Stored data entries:
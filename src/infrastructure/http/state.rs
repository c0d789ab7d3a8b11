//! Application State
//!
//! 包含所有 Command/Query Handlers 的应用状态

use std::sync::Arc;

use crate::application::{
    // Command handlers
    CreateUserHandler, DeleteUserHandler, UpdateUserHandler,
    // Query handlers
    GetUserHandler, ListUsersHandler,
    // Ports
    UserRepositoryPort,
};

/// 应用状态
///
/// 仓储通过端口注入，替换存储实现时处理器无需改动
pub struct AppState {
    // ========== Command Handlers ==========
    pub create_user_handler: CreateUserHandler,
    pub update_user_handler: UpdateUserHandler,
    pub delete_user_handler: DeleteUserHandler,

    // ========== Query Handlers ==========
    pub get_user_handler: GetUserHandler,
    pub list_users_handler: ListUsersHandler,
}

impl AppState {
    /// 创建应用状态
    pub fn new(user_repo: Arc<dyn UserRepositoryPort>) -> Self {
        Self {
            create_user_handler: CreateUserHandler::new(user_repo.clone()),
            update_user_handler: UpdateUserHandler::new(user_repo.clone()),
            delete_user_handler: DeleteUserHandler::new(user_repo.clone()),

            get_user_handler: GetUserHandler::new(user_repo.clone()),
            list_users_handler: ListUsersHandler::new(user_repo),
        }
    }
}
//! HTTP Routes
//!
//! API Endpoints:
//! - /users        GET     列出所有用户
//! - /users        POST    创建用户
//! - /users/:id    GET     获取用户详情
//! - /users/:id    PUT     更新用户（部分更新）
//! - /users/:id    DELETE  删除用户
//!
//! 其余路径和方法统一返回 404

use axum::{routing::get, Router};
use std::sync::Arc;

use super::handlers;
use super::state::AppState;

/// 创建所有路由
pub fn create_routes() -> Router<Arc<AppState>> {
    Router::new()
        .merge(user_routes())
        .fallback(handlers::route_not_found)
}

/// User 路由
fn user_routes() -> Router<Arc<AppState>> {
    Router::new()
        .route(
            "/users",
            get(handlers::list_users)
                .post(handlers::create_user)
                .fallback(handlers::route_not_found),
        )
        .route(
            "/users/:id",
            get(handlers::get_user)
                .put(handlers::update_user)
                .delete(handlers::delete_user)
                .fallback(handlers::route_not_found),
        )
}
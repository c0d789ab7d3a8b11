//! Data Transfer Objects
//!
//! 请求体的解析规则：
//! - 必须是 JSON 对象，否则视为未提供数据
//! - 值为 `null` 的字段等同于缺省
//! - 出现的字段必须是字符串

use serde::{Deserialize, Serialize};
use serde_json::Value;

use crate::application::{CreateUser, UpdateUser};
use crate::domain::{User, UserId};

use super::error::{message, ApiError};

// ============================================================================
// Requests
// ============================================================================

/// 请求体中的用户字段，类型在转换为具体请求时再检查
#[derive(Debug, Deserialize)]
struct UserFields {
    name: Option<Value>,
    email: Option<Value>,
    role: Option<Value>,
}

impl UserFields {
    /// 只接受 JSON 对象；数组等其他形态一律视为未提供数据
    fn from_body(body: &[u8]) -> Result<Self, ApiError> {
        let no_json_data = || ApiError::BadRequest(message::NO_JSON_DATA.to_string());

        match serde_json::from_slice::<Value>(body) {
            Ok(object @ Value::Object(_)) => {
                serde_json::from_value(object).map_err(|_| no_json_data())
            }
            _ => Err(no_json_data()),
        }
    }

    fn has_all(&self) -> bool {
        self.name.is_some() && self.email.is_some() && self.role.is_some()
    }
}

fn string_field(value: Option<Value>) -> Result<Option<String>, ApiError> {
    match value {
        None | Some(Value::Null) => Ok(None),
        Some(Value::String(s)) => Ok(Some(s)),
        Some(_) => Err(ApiError::BadRequest(message::INVALID_FIELD_TYPES.to_string())),
    }
}

fn missing_fields() -> ApiError {
    ApiError::BadRequest(message::MISSING_FIELDS.to_string())
}

#[derive(Debug, Clone, PartialEq, Eq)]
pub struct CreateUserRequest {
    pub name: String,
    pub email: String,
    pub role: String,
}

impl CreateUserRequest {
    pub fn from_body(body: &[u8]) -> Result<Self, ApiError> {
        let fields = UserFields::from_body(body)?;

        if !fields.has_all() {
            return Err(missing_fields());
        }

        match (
            string_field(fields.name)?,
            string_field(fields.email)?,
            string_field(fields.role)?,
        ) {
            (Some(name), Some(email), Some(role)) => Ok(Self { name, email, role }),
            _ => Err(missing_fields()),
        }
    }

    pub fn into_command(self) -> CreateUser {
        CreateUser {
            name: self.name,
            email: self.email,
            role: self.role,
        }
    }
}

#[derive(Debug, Clone, Default, PartialEq, Eq)]
pub struct UpdateUserRequest {
    pub name: Option<String>,
    pub email: Option<String>,
    pub role: Option<String>,
}

impl UpdateUserRequest {
    pub fn from_body(body: &[u8]) -> Result<Self, ApiError> {
        let fields = UserFields::from_body(body)?;

        Ok(Self {
            name: string_field(fields.name)?,
            email: string_field(fields.email)?,
            role: string_field(fields.role)?,
        })
    }

    pub fn into_command(self, user_id: UserId) -> UpdateUser {
        UpdateUser {
            user_id,
            name: self.name,
            email: self.email,
            role: self.role,
        }
    }
}

// ============================================================================
// Responses
// ============================================================================

#[derive(Debug, Serialize)]
pub struct UserResponse {
    pub id: u64,
    pub name: String,
    pub email: String,
    pub role: String,
}

impl From<User> for UserResponse {
    fn from(user: User) -> Self {
        Self {
            id: user.id().value(),
            name: user.name().to_string(),
            email: user.email().to_string(),
            role: user.role().to_string(),
        }
    }
}

#[derive(Debug, Serialize)]
pub struct UsersResponse {
    pub users: Vec<UserResponse>,
}

#[derive(Debug, Serialize)]
pub struct MessageResponse {
    pub message: String,
}

impl MessageResponse {
    pub fn new(message: impl Into<String>) -> Self {
        Self {
            message: message.into(),
        }
    }
}

#[cfg(test)]
mod tests {
    use super::*;

    fn bad_request_message(err: ApiError) -> String {
        match err {
            ApiError::BadRequest(msg) => msg,
            other => panic!("expected BadRequest, got {:?}", other),
        }
    }

    #[test]
    fn test_create_request_complete() {
        let req = CreateUserRequest::from_body(
            br#"{"name":"Eve","email":"eve@x.com","role":"qa","extra":1}"#,
        )
        .unwrap();
        assert_eq!(req.name, "Eve");
        assert_eq!(req.email, "eve@x.com");
        assert_eq!(req.role, "qa");
    }

    #[test]
    fn test_unparseable_bodies() {
        let bodies: [&[u8]; 7] = [
            b"",
            b"not json",
            b"null",
            b"[1,2]",
            br#"["X","x@y","dev"]"#,
            b"\"text\"",
            b"{",
        ];
        for body in bodies {
            let err = CreateUserRequest::from_body(body).unwrap_err();
            assert_eq!(bad_request_message(err), message::NO_JSON_DATA);

            let err = UpdateUserRequest::from_body(body).unwrap_err();
            assert_eq!(bad_request_message(err), message::NO_JSON_DATA);
        }
    }

    #[test]
    fn test_create_request_missing_fields() {
        let bodies: [&[u8]; 4] = [
            br#"{"name":"X","role":"y"}"#,
            br#"{}"#,
            br#"{"name":"X","email":null,"role":"y"}"#,
            br#"{"name":1,"role":"y"}"#,
        ];
        for body in bodies {
            let err = CreateUserRequest::from_body(body).unwrap_err();
            assert_eq!(bad_request_message(err), message::MISSING_FIELDS);
        }
    }

    #[test]
    fn test_non_string_fields_rejected() {
        let err = CreateUserRequest::from_body(br#"{"name":"X","email":5,"role":"y"}"#)
            .unwrap_err();
        assert_eq!(bad_request_message(err), message::INVALID_FIELD_TYPES);

        let err = UpdateUserRequest::from_body(br#"{"role":["admin"]}"#).unwrap_err();
        assert_eq!(bad_request_message(err), message::INVALID_FIELD_TYPES);
    }

    #[test]
    fn test_update_request_subset() {
        let req = UpdateUserRequest::from_body(br#"{"role":"x","name":null}"#).unwrap();
        assert_eq!(
            req,
            UpdateUserRequest {
                role: Some("x".to_string()),
                ..Default::default()
            }
        );

        let req = UpdateUserRequest::from_body(b"{}").unwrap();
        assert_eq!(req, UpdateUserRequest::default());
    }
}
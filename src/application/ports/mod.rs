//! Application Ports - 出站端口定义
//!
//! 定义应用层与基础设施层的抽象接口

mod repositories;

pub use repositories::{NewUser, RepositoryError, UserRepositoryPort};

■ Work required
Count the lines in the entries above that include the string "super", then give only that figure.

■ Result of this task
4